The socially backward tribals form the major support base for Naxalites as they suffer with rebellious instincts and unrest because of inequality, illiteracy and lack of opportunities. Besides being the core support groups for the Naxalites, the Dalits and tribals are often manipulated by the Naxals for their own gains. These downtrodden sections of our society inadvertently become soft targets for both the Naxals and the security agencies. It’s important to prevent these people from falling in the Naxal trap.
One of the major reasons for unrest is the exploitation of forest and lands of the tribal people for industrial purposes. The loss of land and the lack of basic facilities like education, freedom, sanitation and food have further escalated strife between the government and the tribals giving them a reason to support the Naxalism.

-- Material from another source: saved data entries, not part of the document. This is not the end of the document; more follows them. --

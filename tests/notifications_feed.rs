mod common;

use ateneo::backend::notifications::{self, NewNotification};
use ateneo::client::notifications::NotificationFilter;
use ateneo::common::error::PortalError;
use ateneo::common::models::NotificationKind;

async fn push(portal: &ateneo::Portal, user_id: &str, title: &str) -> String {
    notifications::push(
        &portal.db,
        &portal.bus,
        NewNotification {
            user_id: user_id.to_string(),
            title: title.to_string(),
            message: format!("{} body", title),
            kind: NotificationKind::System,
            related_id: None,
        },
    )
    .await
    .expect("push")
    .id
}

#[tokio::test]
async fn list_filters_by_read_state() {
    let portal = common::portal().await;
    let user = common::register_student(&portal, "s@student.ie.edu", "Student").await;
    let feed = portal.notifications(&user.id);

    let first = push(&portal, &user.id, "First").await;
    push(&portal, &user.id, "Second").await;
    // Someone else's notification never shows up here
    push(&portal, "other_user", "Not yours").await;

    assert_eq!(feed.list(NotificationFilter::All).await.expect("all").len(), 2);
    assert_eq!(feed.unread_count().await.expect("unread"), 2);

    feed.mark_read(&first).await.expect("mark");
    let unread = feed.list(NotificationFilter::Unread).await.expect("unread");
    assert_eq!(unread.len(), 1);
    assert_eq!(unread[0].title, "Second");
    // The full list still has both
    assert_eq!(feed.list(NotificationFilter::All).await.expect("all").len(), 2);
}

#[tokio::test]
async fn mark_read_is_monotonic_and_missing_ids_fail() {
    let portal = common::portal().await;
    let user = common::register_student(&portal, "s@student.ie.edu", "Student").await;
    let feed = portal.notifications(&user.id);

    let id = push(&portal, &user.id, "Only").await;
    feed.mark_read(&id).await.expect("first mark");
    // Re-marking an already-read notification stays Ok
    feed.mark_read(&id).await.expect("second mark");
    assert_eq!(feed.unread_count().await.expect("unread"), 0);

    let err = feed.mark_read("missing").await.expect_err("missing id");
    assert!(matches!(err, PortalError::NotFound(_)));
}

#[tokio::test]
async fn mark_all_read_flips_once() {
    let portal = common::portal().await;
    let user = common::register_student(&portal, "s@student.ie.edu", "Student").await;
    let feed = portal.notifications(&user.id);

    push(&portal, &user.id, "A").await;
    push(&portal, &user.id, "B").await;
    push(&portal, &user.id, "C").await;

    assert_eq!(feed.mark_all_read().await.expect("mark all"), 3);
    assert_eq!(feed.mark_all_read().await.expect("again"), 0);
    assert_eq!(feed.unread_count().await.expect("unread"), 0);
}

#[tokio::test]
async fn feed_is_ordered_newest_first() {
    let portal = common::portal().await;
    let user = common::register_student(&portal, "s@student.ie.edu", "Student").await;
    let feed = portal.notifications(&user.id);

    push(&portal, &user.id, "Older").await;
    tokio::time::sleep(std::time::Duration::from_millis(5)).await;
    push(&portal, &user.id, "Newer").await;

    let all = feed.list(NotificationFilter::All).await.expect("all");
    assert_eq!(all[0].title, "Newer");
    assert_eq!(all[1].title, "Older");
}
mod common;

use std::time::Duration;

use ateneo::backend::meetings::{self, MeetingRequest};
use ateneo::common::error::PortalError;
use ateneo::common::models::MeetingStatus;

fn request(student_id: &str, professor_id: &str, reason: &str) -> MeetingRequest {
    MeetingRequest {
        student_id: student_id.to_string(),
        professor_id: professor_id.to_string(),
        class_id: None,
        date: "2025-03-15".to_string(),
        time: "14:00".to_string(),
        reason: reason.to_string(),
    }
}

#[tokio::test]
async fn create_yields_pending_with_unique_id() {
    let portal = common::portal().await;
    let student = common::register_student(&portal, "s@student.ie.edu", "Student").await;
    let professor = common::register_professor(&portal, "p@faculty.ie.edu", "Professor").await;

    let first = meetings::create(&portal.db, &portal.bus, request(&student.id, &professor.id, "one"))
        .await
        .expect("create");
    let second = meetings::create(&portal.db, &portal.bus, request(&student.id, &professor.id, "two"))
        .await
        .expect("create");

    assert_eq!(first.status, MeetingStatus::Pending);
    assert_eq!(second.status, MeetingStatus::Pending);
    assert_ne!(first.id, second.id);

    let student_list = meetings::list_for_student(&portal.db, &student.id)
        .await
        .expect("list");
    assert!(student_list.iter().any(|m| m.id == first.id));
    assert!(student_list.iter().any(|m| m.id == second.id));

    let professor_list = meetings::list_for_professor(&portal.db, &professor.id)
        .await
        .expect("list");
    assert!(professor_list.iter().any(|m| m.id == first.id));
}

#[tokio::test]
async fn lists_are_ordered_newest_first() {
    let portal = common::portal().await;
    let student = common::register_student(&portal, "s@student.ie.edu", "Student").await;
    let professor = common::register_professor(&portal, "p@faculty.ie.edu", "Professor").await;

    let older = meetings::create(&portal.db, &portal.bus, request(&student.id, &professor.id, "older"))
        .await
        .expect("create");
    // Millisecond timestamps; keep the two creations apart
    tokio::time::sleep(Duration::from_millis(5)).await;
    let newer = meetings::create(&portal.db, &portal.bus, request(&student.id, &professor.id, "newer"))
        .await
        .expect("create");

    let list = meetings::list_for_student(&portal.db, &student.id)
        .await
        .expect("list");
    assert_eq!(list[0].id, newer.id);
    assert_eq!(list[1].id, older.id);
}

#[tokio::test]
async fn missing_fields_are_rejected() {
    let portal = common::portal().await;
    let student = common::register_student(&portal, "s@student.ie.edu", "Student").await;
    let professor = common::register_professor(&portal, "p@faculty.ie.edu", "Professor").await;

    let err = meetings::create(&portal.db, &portal.bus, request(&student.id, &professor.id, "  "))
        .await
        .expect_err("empty reason");
    assert!(matches!(err, PortalError::Validation(_)));
}

#[tokio::test]
async fn transition_is_last_write_wins() {
    let portal = common::portal().await;
    let student = common::register_student(&portal, "s@student.ie.edu", "Student").await;
    let professor = common::register_professor(&portal, "p@faculty.ie.edu", "Professor").await;

    let meeting = meetings::create(&portal.db, &portal.bus, request(&student.id, &professor.id, "r"))
        .await
        .expect("create");

    meetings::transition(&portal.db, &portal.bus, &meeting.id, MeetingStatus::Accepted, None)
        .await
        .expect("accept");
    // No protection against re-deciding: the second write sticks
    meetings::transition(
        &portal.db,
        &portal.bus,
        &meeting.id,
        MeetingStatus::Rejected,
        Some("Changed my mind"),
    )
    .await
    .expect("reject");

    let current = meetings::get(&portal.db, &meeting.id).await.expect("get");
    assert_eq!(current.status, MeetingStatus::Rejected);
    assert_eq!(current.response_message.as_deref(), Some("Changed my mind"));
}

#[tokio::test]
async fn transition_requires_an_existing_meeting_and_a_decision() {
    let portal = common::portal().await;

    let err = meetings::transition(&portal.db, &portal.bus, "missing", MeetingStatus::Accepted, None)
        .await
        .expect_err("missing meeting");
    assert!(matches!(err, PortalError::NotFound(_)));

    let student = common::register_student(&portal, "s@student.ie.edu", "Student").await;
    let professor = common::register_professor(&portal, "p@faculty.ie.edu", "Professor").await;
    let meeting = meetings::create(&portal.db, &portal.bus, request(&student.id, &professor.id, "r"))
        .await
        .expect("create");

    let err = meetings::transition(&portal.db, &portal.bus, &meeting.id, MeetingStatus::Pending, None)
        .await
        .expect_err("pending is not a decision");
    assert!(matches!(err, PortalError::Validation(_)));
}

#[tokio::test]
async fn deleted_meetings_are_gone() {
    let portal = common::portal().await;
    let student = common::register_student(&portal, "s@student.ie.edu", "Student").await;
    let professor = common::register_professor(&portal, "p@faculty.ie.edu", "Professor").await;

    let meeting = meetings::create(&portal.db, &portal.bus, request(&student.id, &professor.id, "r"))
        .await
        .expect("create");
    meetings::delete(&portal.db, &portal.bus, &meeting.id)
        .await
        .expect("delete");

    let err = meetings::get(&portal.db, &meeting.id).await.expect_err("gone");
    assert!(matches!(err, PortalError::NotFound(_)));
}

#[tokio::test]
async fn request_accept_round_trip() {
    let portal = common::portal().await;
    let student = common::register_student(&portal, "s@student.ie.edu", "Student S").await;
    let professor = common::register_professor(&portal, "p@faculty.ie.edu", "Professor P").await;

    let meeting = meetings::create(
        &portal.db,
        &portal.bus,
        MeetingRequest {
            student_id: student.id.clone(),
            professor_id: professor.id.clone(),
            class_id: None,
            date: "2025-03-15".to_string(),
            time: "14:00".to_string(),
            reason: "discuss proposal".to_string(),
        },
    )
    .await
    .expect("create");

    let inbox = meetings::list_for_professor(&portal.db, &professor.id)
        .await
        .expect("professor list");
    assert_eq!(inbox[0].id, meeting.id);
    assert_eq!(inbox[0].status, MeetingStatus::Pending);

    meetings::transition(
        &portal.db,
        &portal.bus,
        &meeting.id,
        MeetingStatus::Accepted,
        Some("See you then!"),
    )
    .await
    .expect("accept");

    let mine = meetings::list_for_student(&portal.db, &student.id)
        .await
        .expect("student list");
    assert_eq!(mine[0].status, MeetingStatus::Accepted);
    assert_eq!(mine[0].response_message.as_deref(), Some("See you then!"));
}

Economic disparity and the growing distance between rich and the poor widening by the day is one of the biggest problems that India confronts, and according to many experts, it is also one of the main problems that has contributed to the growth of Naxalism in the country. This distance needs to be filled to an extent hastily to finish Naxalism.
India has grown both culturally and politically over the years, but what remains unchanged is that the weaker sections of the society, the schedule casts and schedule tribes still face discrimination from the upper class. These downtrodden sections don’t enjoy equal participation in casting and contesting politically, which drastically hampers their progress and representation, making them soft targets of Naxals.
It was easy for the government to set up mining grounds, irrigation areas, industries, etc., in the area without any provision for the resettlement of the displaced people. This has only added to the woes of the poor, who are left with no alternative but boycott the pain-inflicting government and its policies and support the Naxals.
Insecure livelihood and unemployment in the areas have left the people with no option but to join the Naxals. The youth in the area demands for reservation in almost all sections of employment. If we are actually thinking of ways to finish Naxalism, we’ll first have to provide the people of the area with proper employment opportunities with increased wages to uplift their standard of living.
Talking can be a solution to a lot of things; thus, dialogues between the Naxal leaders, who have said to have their hideout as far as China, and the government officials can be a way work out a solution. The government should initiate sincere dialogue with Naxalites. The popularity of Naxalites with the tribals is an indication of the fact that the government has never paid heed to the plight of these tribals and the degrading socio-economic condition in the Naxal affected areas.
Naxalism has long presented the greatest threat to the country’s security and has also highlighted the underlining weakness of the Indian government, which has failed to establish refined political institutions and have failed to provide sound socio-economic structures. The presence of Naxals in the country also reveals the loopholes in the law and order of the country which has failed to curb the menace. India requires a good central government which implements a coherent national strategy to finish Naxalism.